Parameters of the linear fits to the average duration of OAs above flux threshold (Fig. 3).

Figure 3 shows that, at any frequency, the OA duration T increases as the survey limit deepens (i.e., with decreasing survey limiting flux Flim). Table 1 shows the parameters (slope m and normalization q) of the linear fit (dotted lines in Fig. 3) to the data shown in Fig. 3 for the three characteristic frequencies.

4. Orphan afterglows detection rate

In this section, we compare our results with past searches for OAs in the optical and X-ray band and show specific predictions for ongoing or planned surveys in these bands. We also consider forthcoming large projects like the Large Synoptic Sky Telescope (LSST) and the extended ROentgen Survey with the Imaging Telescope Array (eROSITA), which will conduct almost all sky surveys in the optical and X-ray bands, respectively. For the radio band, Ghirlanda et al. (2014) showed that the OA rates are consistent with the (upper) limits of past radio surveys, which did not detect any credible orphan afterglow. Forthcoming radio surveys like the VAST/ASKAP at 1.4 GHz or the MeerKAT or EVLA at 8.4 GHz could detect 3 × 10-3 and 3 × 10-1 OA deg-2 yr-1, respectively. The deeper SKA survey, reaching the μJy flux limit, could detect up to 0.2–1.5 OA deg-2 yr-1 (Ghirlanda et al. 2014). Here we report the predictions for optical and X-ray surveys.

4.1. Optical surveys

Among past searches for orphan afterglows in the optical, Rykoff et al. (2005) used the Robotic Optical Transients Search Experiment III (ROTSE–III). Over a period of 1.5 year, they identified no credible GRB afterglow. They place a 95% upper limit on the OA rate of 1.9 deg-2 yr-1 at R = 20. The Deep Lensing Survey (DLS; Becker et al. 2004) provides a (less constraining) limit of 5.2 deg-2 day-1 for transients with typical duration of a few ksec and 19.5 <R< 23.4. Malacrino et al. (2007) obtained a more stringent upper limit from the CFHTLS Very Wide survey: excluding that the three transient they find are GRBs (Malacrino et al. 2007), an upper limit of 0.24 deg-2 yr-1 down to R = 23 can be placed. The ROTSE–III and CFHTLS limits are shown in Fig. 2 (filled red symbols) and they are consistent with the rate for the optical band predicted by our model (solid red line in Fig. 2). Also, no credible OA was found in the Faint Sky Variability Survey project (Vreeswijk 2002).
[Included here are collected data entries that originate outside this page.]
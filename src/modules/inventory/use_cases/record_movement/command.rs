use crate::modules::inventory::core::asset::AssetStatus;
use chrono::{DateTime, Utc};

/// Transfer an asset and optionally change its status.
///
/// The origin department is not part of the command: it is read from the
/// asset at the moment the movement is recorded.
#[derive(Debug, Clone, PartialEq)]
pub struct RecordMovement {
    pub asset_id: String,
    pub to_department_id: String,
    pub new_status: Option<AssetStatus>,
    pub reason: String,
    pub date: DateTime<Utc>,
}
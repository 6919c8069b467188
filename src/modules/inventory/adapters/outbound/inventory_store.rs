// Inventory store: the three persisted collections over a key-value medium.
//
// Responsibilities
// - Read each collection whole, falling back to seed data when the key is
//   absent or its value does not parse.
// - Write each collection whole after applying the upsert / append rule.
// - Surface every write failure to the caller, and refuse to write over a
//   stored value that could not be read.
//
// Boundaries
// - No cross-entity rules here. Keeping an asset in sync with its movements
//   belongs to the record_movement use case.

use crate::modules::inventory::core::asset::Asset;
use crate::modules::inventory::core::department::Department;
use crate::modules::inventory::core::movement::Movement;
use crate::modules::inventory::core::seed::{seed_assets, seed_departments, seed_movements};
use crate::shared::infrastructure::key_value_store::{KeyValueStore, KeyValueStoreError};
use serde::Serialize;
use serde::de::DeserializeOwned;
use std::sync::Arc;
use thiserror::Error;
use tracing::{debug, warn};

pub const ASSETS_KEY: &str = "assets";
pub const DEPARTMENTS_KEY: &str = "departments";
pub const MOVEMENTS_KEY: &str = "movements";

#[derive(Debug, Error)]
pub enum StoreError {
    #[error(transparent)]
    Backend(#[from] KeyValueStoreError),

    #[error("failed to serialize {key}: {source}")]
    Serialization {
        key: &'static str,
        #[source]
        source: serde_json::Error,
    },

    #[error("department {0} already exists")]
    DuplicateDepartment(String),

    #[error("stored {key} is unreadable, refusing to overwrite it: {source}")]
    Corrupt {
        key: &'static str,
        #[source]
        source: serde_json::Error,
    },
}

enum Loaded<T> {
    Absent,
    Stored(Vec<T>),
    Unreadable(serde_json::Error),
}

#[derive(Clone)]
pub struct InventoryStore {
    backend: Arc<dyn KeyValueStore>,
}

impl InventoryStore {
    pub fn new(backend: Arc<dyn KeyValueStore>) -> Self {
        Self { backend }
    }

    /// Assets in insertion order.
    pub fn list_assets(&self) -> Result<Vec<Asset>, StoreError> {
        self.read_collection(ASSETS_KEY, seed_assets)
    }

    pub fn list_departments(&self) -> Result<Vec<Department>, StoreError> {
        self.read_collection(DEPARTMENTS_KEY, seed_departments)
    }

    /// Movements in append order, oldest first.
    pub fn list_movements(&self) -> Result<Vec<Movement>, StoreError> {
        self.read_collection(MOVEMENTS_KEY, seed_movements)
    }

    pub fn find_asset(&self, asset_id: &str) -> Result<Option<Asset>, StoreError> {
        Ok(self
            .list_assets()?
            .into_iter()
            .find(|asset| asset.id == asset_id))
    }

    /// Replace the asset with the same id in place, or append it.
    pub fn save_asset(&self, asset: Asset) -> Result<(), StoreError> {
        let mut assets = self.read_for_write(ASSETS_KEY, seed_assets)?;
        match assets.iter_mut().find(|existing| existing.id == asset.id) {
            Some(existing) => {
                debug!(asset_id = %asset.id, "replacing asset");
                *existing = asset;
            }
            None => {
                debug!(asset_id = %asset.id, "appending asset");
                assets.push(asset);
            }
        }
        self.write_collection(ASSETS_KEY, &assets)
    }

    /// Append a department. Ids are unique, a second save with the same id
    /// is rejected rather than duplicated.
    pub fn save_department(&self, department: Department) -> Result<(), StoreError> {
        let mut departments = self.read_for_write(DEPARTMENTS_KEY, seed_departments)?;
        if departments.iter().any(|existing| existing.id == department.id) {
            return Err(StoreError::DuplicateDepartment(department.id));
        }
        departments.push(department);
        self.write_collection(DEPARTMENTS_KEY, &departments)
    }

    pub fn save_movement(&self, movement: Movement) -> Result<(), StoreError> {
        let mut movements = self.read_for_write(MOVEMENTS_KEY, seed_movements)?;
        movements.push(movement);
        self.write_collection(MOVEMENTS_KEY, &movements)
    }

    fn load_collection<T: DeserializeOwned>(
        &self,
        key: &'static str,
    ) -> Result<Loaded<T>, StoreError> {
        let Some(raw) = self.backend.get(key)? else {
            return Ok(Loaded::Absent);
        };
        if raw.trim().is_empty() {
            return Ok(Loaded::Absent);
        }
        Ok(match serde_json::from_str::<Option<Vec<T>>>(&raw) {
            Ok(Some(items)) => Loaded::Stored(items),
            Ok(None) => Loaded::Absent,
            Err(error) => Loaded::Unreadable(error),
        })
    }

    fn read_collection<T: DeserializeOwned>(
        &self,
        key: &'static str,
        seed: fn() -> Vec<T>,
    ) -> Result<Vec<T>, StoreError> {
        match self.load_collection(key)? {
            Loaded::Stored(items) => Ok(items),
            Loaded::Absent => Ok(seed()),
            Loaded::Unreadable(error) => {
                warn!(key, %error, "unreadable collection, serving seed data");
                Ok(seed())
            }
        }
    }

    /// Like `read_collection`, but an unreadable stored value is an error:
    /// writing seed data over it would destroy the records it holds.
    fn read_for_write<T: DeserializeOwned>(
        &self,
        key: &'static str,
        seed: fn() -> Vec<T>,
    ) -> Result<Vec<T>, StoreError> {
        match self.load_collection(key)? {
            Loaded::Stored(items) => Ok(items),
            Loaded::Absent => Ok(seed()),
            Loaded::Unreadable(source) => Err(StoreError::Corrupt { key, source }),
        }
    }

    fn write_collection<T: Serialize>(
        &self,
        key: &'static str,
        items: &[T],
    ) -> Result<(), StoreError> {
        let raw = serde_json::to_string(items)
            .map_err(|source| StoreError::Serialization { key, source })?;
        self.backend.set(key, &raw)?;
        debug!(key, count = items.len(), "collection written");
        Ok(())
    }
}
Present and future major surveys in the optical are shown in Table 2. Most of the optical survey parameters are obtained from Rau et al. (2009). In Table 2, we report the survey name (Col. 1), its field of view (FOV) and its cadence (Cols. 2 and 3). The limiting flux density and the coverage, representing the sky area covered per night, are reported in Cols. 3 and 4, respectively. Through Fig. 2 we can derive the rate ROA of OAs that have their peak flux density above each survey limiting flux. This is reported in units of deg-2 yr-1 in Col. 7 of Table 2. Similarly, from Fig. 3 it is possible to estimate the average duration T of the OA above the survey limiting flux (Col. 8 in Table 2). In brackets, we indicate the upper and lower estimates of the average duration (i.e., corresponding to the 1σ error bars in Fig. 3). We derive the rate of OAs (expressed in number of OA per year, last column of Table 2) in a given survey as NOA = ROA × C × ⟨ T, where C is the fraction of the sky covered by the survey per night (coverage in Table 2)

4.2. X-ray surveys

Searching for GRB afterglows in X-ray surveys led to the discovery of few flare stars (Grindlay 1999; Greiner et al. 2000). The 27 X-ray transients, detected in the 5.5 year survey of Ariel V (Pye & McHardy 1983), provide a conservative upper limit of 1.15 × 10-3 deg-2 yr-1, corresponding to a flux 0.06 mJy (Grindlay 1999). This is consistent with our predictions for the X-ray band (solid blue line in Fig. 2) at the same flux limit.

Table 2

Transient surveys in the optical and X-ray bands.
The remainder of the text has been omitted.